Self-talk and the importance of learning to forgive and understand yourself

Last week, my girlfriend’s entire week was consumed with babysitting her two year old nephew while her sister in law was in the hospital giving birth. One day that week, she told me how her nephew fell down from trying to climb up something tall and, as is usually the case when you’re busy taking care of someone else’s child, he used his face to break the fall.
Thank god, nothing serious happened aside from a small bruise on his face, but the part that intrigued me was her telling me how she knew something serious had happened because of the way he was crying – Apparently, she can hear the difference between an “I’m unhappy” cry and a “Something is seriously wrong” cry… This still blows my mind!
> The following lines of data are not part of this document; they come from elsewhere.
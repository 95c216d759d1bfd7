use std::sync::Arc;

use axum::{
    extract::{OriginalUri, Path, Query, State},
    http::Method,
    routing::{get, on},
    Extension, Router,
};
use model::{donor::Donor, WithDistance, WithId};
use utility::id::Id;

use crate::{
    common::{
        route_not_found, schema, HateoasResult, PageParams, RouteErrorResponse,
        VecResponse, METHOD_FILTER_ALL,
    },
    hateoas,
    middleware::base_url::{base_url_middleware, BaseUrl},
    WebState,
};

use super::NearbyQuery;

macro_rules! resource {
    ($($arg:tt)*) => {
        crate::api::v1::resource!("/donors{}", format_args!($($arg)*))
    };
}

pub(crate) fn routes(state: WebState) -> Router {
    Router::new()
        .route("/schema", get(schema::<Donor>))
        .route("/:id", get(get_donor))
        .route("/", get(get_donors))
        .route("/nearby", get(nearby))
        .layer(axum::middleware::from_fn(base_url_middleware))
        .with_state(state)
        .fallback_service(on(METHOD_FILTER_ALL, route_not_found))
}

async fn get_donors(
    OriginalUri(original_uri): OriginalUri,
    State(WebState {
        coordination_client,
    }): State<WebState>,
    Query(params): Query<PageParams>,
    Extension(base_url): Extension<Arc<BaseUrl>>,
) -> HateoasResult<VecResponse<hateoas::Response<Donor>>> {
    coordination_client
        .get_donors()
        .await
        .map(|donors| {
            let donors = donors
                .into_iter()
                .map(|donor| donor_hateoas(donor, base_url.clone()))
                .collect::<Vec<_>>();
            VecResponse::page_of(donors, params.page(), params.page_size())
                .hateoas()
                .json()
        })
        .map_err(|why| {
            RouteErrorResponse::from(why)
                .with_method(&Method::GET)
                .with_uri(original_uri.path())
        })
}

async fn get_donor(
    OriginalUri(original_uri): OriginalUri,
    Path(id): Path<String>,
    State(WebState {
        coordination_client,
    }): State<WebState>,
    Extension(base_url): Extension<Arc<BaseUrl>>,
) -> HateoasResult<Donor> {
    coordination_client
        .get_donor(Id::new(id))
        .await
        .map(|donor| donor_hateoas(donor, base_url.clone()).json())
        .map_err(|why| {
            RouteErrorResponse::from(why)
                .with_method(&Method::GET)
                .with_uri(original_uri.path())
        })
}

async fn nearby(
    OriginalUri(original_uri): OriginalUri,
    State(WebState {
        coordination_client,
    }): State<WebState>,
    Query(params): Query<NearbyQuery>,
    Extension(base_url): Extension<Arc<BaseUrl>>,
) -> HateoasResult<VecResponse<hateoas::Response<WithDistance<Donor>>>> {
    let center = params.center().map_err(|why| {
        RouteErrorResponse::from(donation::RequestError::from(why))
            .with_method(&Method::GET)
            .with_uri(original_uri.path())
    })?;
    coordination_client
        .nearby_donors(&center, params.radius_km())
        .await
        .map(|donors| {
            let donors = donors
                .into_iter()
                .map(|donor| donor_with_distance_hateoas(donor, base_url.clone()))
                .collect::<Vec<_>>();
            VecResponse::non_paginated(donors).hateoas().json()
        })
        .map_err(|why| {
            RouteErrorResponse::from(why)
                .with_method(&Method::GET)
                .with_uri(original_uri.path())
        })
}

fn donor_hateoas(
    donor: WithId<Donor>,
    base_url: Arc<BaseUrl>,
) -> hateoas::Response<Donor> {
    let location = donor.content.location;
    hateoas::Response::builder(donor.content, base_url)
        .link("self", resource!("/{}", donor.id.raw()))
        .link_option(
            "nearby",
            location.map(|location| {
                resource!(
                    "/nearby?latitude={}&longitude={}&radiusKm=1",
                    location.latitude(),
                    location.longitude()
                )
            }),
        )
        .build()
}

pub(crate) fn donor_with_distance_hateoas(
    donor: WithDistance<WithId<Donor>>,
    base_url: Arc<BaseUrl>,
) -> hateoas::Response<WithDistance<Donor>> {
    let id = donor.content.id.clone();
    hateoas::Response::builder(
        WithDistance::new(donor.distance_km, donor.content.content),
        base_url,
    )
    .link("self", resource!("/{}", id.raw()))
    .build()
}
Either way, this brings me to the point of this article…
It’s amazing how most people with intense phobias have a tape going on in their minds saying something along the lines of “This is SO stupid! I’m a grown man / woman and I can’t even look out of a darned window / be around a dog / sit in an airplane without freaking out … What’s wrong with me!?”
The point is that most people with intense phobias are SO overly-critical of themselves for not being able to get over their fears and are upset with how stupid the fears are in the first place.
And, of course, these critical thoughts even make sense for us to have – We figure that if we could simply manage to rationalize the fear, to let ourselves know how silly and stupid the fear is, how irrational it is, we would get ourselves to stop feeling afraid!
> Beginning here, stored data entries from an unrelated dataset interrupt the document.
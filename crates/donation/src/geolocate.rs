use std::time::Duration;

use async_trait::async_trait;
use log::warn;
use utility::geo::GeoPoint;

pub const DEFAULT_ACQUISITION_TIMEOUT: Duration = Duration::from_secs(10);

#[derive(Debug, Clone, Copy, PartialEq, Eq)]
pub enum GeolocationError {
    /// The device has no positioning capability.
    Unavailable,
    /// The user declined the position request.
    Denied,
    Timeout,
}

impl std::fmt::Display for GeolocationError {
    fn fmt(&self, f: &mut std::fmt::Formatter<'_>) -> std::fmt::Result {
        match self {
            GeolocationError::Unavailable => write!(f, "geolocation unavailable"),
            GeolocationError::Denied => write!(f, "geolocation denied"),
            GeolocationError::Timeout => write!(f, "geolocation timed out"),
        }
    }
}

impl std::error::Error for GeolocationError {}

/// One-shot device position acquisition.
#[async_trait]
pub trait LocationSource: Send + Sync {
    async fn current_position(&self) -> Result<GeoPoint, GeolocationError>;
}

/// Resolves the search center from the device position, waiting at most
/// `timeout`. Acquisition failure is never propagated; the configured
/// fallback center is used instead and the caller continues.
pub async fn resolve_center<S: LocationSource + ?Sized>(
    source: &S,
    timeout: Duration,
    fallback: GeoPoint,
) -> GeoPoint {
    let position = match tokio::time::timeout(timeout, source.current_position())
        .await
    {
        Ok(result) => result,
        Err(_) => Err(GeolocationError::Timeout),
    };
    match position {
        Ok(position) => position,
        Err(why) => {
            warn!("falling back to default center: {}", why);
            fallback
        }
    }
}

#[cfg(test)]
mod tests {
    use super::*;

    fn fallback() -> GeoPoint {
        GeoPoint::new(10.1228, 54.3233).unwrap()
    }

    struct Fixed(GeoPoint);

    #[async_trait]
    impl LocationSource for Fixed {
        async fn current_position(&self) -> Result<GeoPoint, GeolocationError> {
            Ok(self.0)
        }
    }

    struct Denying;

    #[async_trait]
    impl LocationSource for Denying {
        async fn current_position(&self) -> Result<GeoPoint, GeolocationError> {
            Err(GeolocationError::Denied)
        }
    }

    struct NeverResponding;

    #[async_trait]
    impl LocationSource for NeverResponding {
        async fn current_position(&self) -> Result<GeoPoint, GeolocationError> {
            futures::future::pending().await
        }
    }

    #[tokio::test]
    async fn uses_the_device_position_when_available() {
        let position = GeoPoint::new(9.0, 53.0).unwrap();
        let center = resolve_center(
            &Fixed(position),
            DEFAULT_ACQUISITION_TIMEOUT,
            fallback(),
        )
        .await;
        assert_eq!(center, position);
    }

    #[tokio::test]
    async fn denied_acquisition_falls_back() {
        let center =
            resolve_center(&Denying, DEFAULT_ACQUISITION_TIMEOUT, fallback()).await;
        assert_eq!(center, fallback());
    }

    #[tokio::test(start_paused = true)]
    async fn acquisition_times_out_and_falls_back() {
        let center = resolve_center(
            &NeverResponding,
            Duration::from_millis(50),
            fallback(),
        )
        .await;
        assert_eq!(center, fallback());
    }
}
The only problem with this logic is that it’s ignoring “the baby’s cry”
… What do I mean by that?…Like my girlfriend pointed out to me, when a baby has an “I’m unhappy” cry, you can simply redirect the baby’s attention away and he / she will feel better almost instantly. BUT when the baby has a real “Something’s really hurting me” cry, peek-a-boo simply won’t cut it as the preferred method of therapy!
In the same way, rationalizing a fear away can work wonderfully well in a situation where the you might be feeling just a bit afraid or jittery. In those moments, you CAN push yourself through the fear and get yourself to the other side, BUT when your fear is intense (as is often the case with a phobia) all you would accomplish by pushing yourself harder or trying to coax yourself into feeling better, is feeling even more terrible and even more despondent because now you’re stuck with a tape in your head saying “I SHOULD be able to get over this… BUT I CAN’T!!”

My main point in today’s article is to ask you to truly realize that trying to tell yourself not to be afraid when your fear is intense is roughly about as useful and effective as thinking that you can get a baby who has his hand on a hot stove-top to stop crying by tickling his belly.
Even more-so, if you’ve gotten to the point of beating yourself up for having the fear, you’ve now taken away perhaps the most essential part that can allow you to finally heal… Believing in yourself and feeling safe and comfortable in your own skin!

One of, perhaps, the most powerful techniques I’m aware of in helping a person overcome an intense phobia is a technique call Emotional Freedom Techniques (or EFT for short). In EFT, you begin dealing with any problem with what the founder of EFT, Gary Craig, calls the “Set-Up Phrase” which always goes something like this:
Even though I feel so dreadfully afraid of ___, I deeply love and profoundly accept myself anyways!
The whole technique often works like magic (and I highly recommend anyone interested in any form of personal growth to check it out), but what a wonderful way to start things off – Realizing that your fears and phobias ARE NOT your enemy, they are parts inside of you that have been terribly traumatized in the past and are trying to protect you from getting hurt again – Maybe it’s time to realize that your fear is a serious cry of pain and, therefore, maybe it’s time to stop beating yourself up for not being able to get over it!

Simply put, if a baby was crying out of real pain, the last thing that could help that baby truly heal is telling it how stupid, useless and worthless it is for having the pain in the first place… Maybe you and your fears deserve the same level of forgiveness and understanding!